True knowledge, according to Giulio Giorello, one of Europe’s most respected philosophers of science, is like Ulysses, “a poet who had the courage to navigate by different constellations than those of known biases”, the goal of which is “to establish a sort of new agreement, an original alliance between those who develop knowledge nearly to the limits of our capacity to reason and those with a stubborn drive to understand the secrets of philosophy and the arts” (see Corriere della Sera, 11 July). In other words, an agreement between scientist and artist, an example of “polytechnic culture” in the very Italian brand of the best humanism, a synthesis of various forms of knowledge as taught by Piero della Francesca (both an extraordinary mathematician and great painter), Leon Battista Alberti, Leonardo and so on, right up until the controversial trend of the twentieth century when the humanities and the sciences would separate and we would see the rise of the unbearable concept of “the two cultures”. Now, though, it has come time to reunite these two forms of knowledge in order to find solutions to the complexity of the Great Crisis, which has placed traditional paradigms of production, trade and consumption into doubt and has forced us to seek better environmental and social sustainability in economic development.
This is the new challenge of the culture of enterprise, to have a strategy for discovering new points of view and original ways of creating jobs and wealth, to become familiar with the processes that are more typical of scientific research (i.e. forming hypotheses, finding confirmation, submitting the hypotheses to tests of “falsifiability” as popularised by Karl Popper, moving on towards new syntheses, and so on ad infinitum), and to engage in the production of goods and services with a careful eye on change, transformation and new forms of equilibrium. Culture of enterprise as a culture of metamorphosis.
Along the way, there will be a need for engineers, chemists, physicists, biologists and mathematicians in numbers much greater than Italian universities are able to produce each year – Italian businesses would need 40,000 more individuals with “technical” degrees such as these – but also a need for philosophers who are able to make sense of the complexity and for humanists able to work with the hallmarks of modern art and to recognise changes in relationships, needs, dreams and their symbols. In other words, we need philosophical engineers just like those that the best in Italian education was traditionally able to provide to Italian businesses, research labs, the markets and the world. Indeed, this is the reasoning behind the decision made some time ago by Politecnico di Milano and Politecnico di Torino – two schools that have trained some of the best Italian executives – to offer sophisticated philosophy courses and to work together with businesses and science foundations, as well as with a great cultural institution like Piccolo Teatro in Milan, on a series of initiatives that have been given the name “Teatro Scienza” (Science Theatre): an exploration of knowledge and theatre.

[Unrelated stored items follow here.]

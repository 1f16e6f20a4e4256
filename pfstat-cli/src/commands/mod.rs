//! Command handlers -- one module per subcommand

pub mod config;
pub mod diff;
pub mod layout;
pub mod status;

use std::path::Path;

use tracing::debug;

use pfstat_core::config::PfstatConfig;
use pfstat_core::error::PfstatError;
use pfstat_pf_common::StatusLayout;
use pfstat_status::StatusSnapshot;

use crate::cli::Commands;
use crate::error::CliError;
use crate::output::OutputWriter;

/// Dispatch a parsed subcommand.
///
/// `loaded` is the result of loading `config_path` at startup. `config`
/// subcommands reload the file themselves so they can report errors;
/// every other subcommand needs a valid configuration.
pub async fn run(
    command: Commands,
    config_path: &Path,
    loaded: Result<PfstatConfig, PfstatError>,
    writer: &OutputWriter,
) -> Result<(), CliError> {
    match command {
        Commands::Config(args) => config::execute(args, config_path, writer).await,
        Commands::Status(args) => status::execute(args, &loaded?, writer).await,
        Commands::Diff(args) => diff::execute(args, &loaded?, writer).await,
        Commands::Layout(args) => layout::execute(args, &loaded?, writer),
    }
}

/// Resolve a layout name, falling back to `status.layout` from the config.
pub(crate) fn resolve_layout(
    requested: Option<&str>,
    config: &PfstatConfig,
) -> Result<StatusLayout, CliError> {
    let name = requested.unwrap_or(&config.status.layout);
    StatusLayout::by_name(name).ok_or_else(|| {
        let known: Vec<&str> = StatusLayout::KNOWN.iter().map(|l| l.name).collect();
        CliError::Command(format!(
            "unknown layout '{}' (expected one of: {})",
            name,
            known.join(", ")
        ))
    })
}

/// Read a status dump from disk and decode it.
pub(crate) async fn read_snapshot(
    path: &Path,
    layout: &StatusLayout,
) -> Result<StatusSnapshot, CliError> {
    let bytes = tokio::fs::read(path).await.map_err(|source| CliError::Dump {
        path: path.to_path_buf(),
        source,
    })?;
    debug!(
        path = %path.display(),
        len = bytes.len(),
        layout = layout.name,
        "read status dump"
    );
    Ok(StatusSnapshot::decode(&bytes, layout)?)
}

#[cfg(test)]
mod tests {
    use super::*;

    #[test]
    fn test_resolve_layout_uses_config_default() {
        let config = PfstatConfig::default();
        let layout = resolve_layout(None, &config).expect("default layout should resolve");
        assert_eq!(layout, StatusLayout::V1);
    }

    #[test]
    fn test_resolve_layout_flag_overrides_config() {
        let mut config = PfstatConfig::default();
        config.status.layout = "v9".to_owned();
        let layout = resolve_layout(Some("v1"), &config).expect("flag should win");
        assert_eq!(layout.name, "v1");
    }

    #[test]
    fn test_resolve_layout_unknown_name() {
        let config = PfstatConfig::default();
        let err = resolve_layout(Some("v9"), &config).expect_err("v9 is not a layout");
        assert_eq!(err.exit_code(), 1);
        assert!(err.to_string().contains("unknown layout 'v9'"));
        assert!(err.to_string().contains("v1"));
    }

    #[tokio::test]
    async fn test_read_snapshot_missing_file() {
        let err = read_snapshot(Path::new("/nonexistent/pfstat/status.bin"), &StatusLayout::V1)
            .await
            .expect_err("missing file should fail");
        assert!(matches!(err, CliError::Dump { .. }));
        assert_eq!(err.exit_code(), 10);
    }

    #[tokio::test]
    async fn test_read_snapshot_truncated_file() {
        let dir = tempfile::tempdir().expect("should create temp dir");
        let path = dir.path().join("short.bin");
        std::fs::write(&path, [0u8; 64]).expect("should write dump");

        let err = read_snapshot(&path, &StatusLayout::V1)
            .await
            .expect_err("short dump should fail");
        assert!(matches!(err, CliError::Malformed(_)));
        assert_eq!(err.exit_code(), 5);
    }

    #[tokio::test]
    async fn test_read_snapshot_zeroed_record() {
        let dir = tempfile::tempdir().expect("should create temp dir");
        let path = dir.path().join("zero.bin");
        std::fs::write(&path, vec![0u8; StatusLayout::V1.record_len()]).unwrap();

        let snapshot = read_snapshot(&path, &StatusLayout::V1).await.unwrap();
        assert!(!snapshot.is_running());
        assert_eq!(snapshot.since(), None);
        assert_eq!(snapshot.interface_name(), "");
    }
}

There are, in fact, words that point to these surprising synergies, words such as “laboratory” used in reference to theatre, education, research and manufacturing: the Piccolo laboratory; the Politecnico laboratory; the Pirelli laboratory. Think, design, do, tell.
This is innovation. Not new technology, but a new way of thinking, a new point of view, new relationships of meaning and story telling. A way of thinking that results in new technologies and makes use of them. Knowledge and tools. The work of philosophical engineers and of the manufacturers who hire them. A “polytechnic Ulysses”.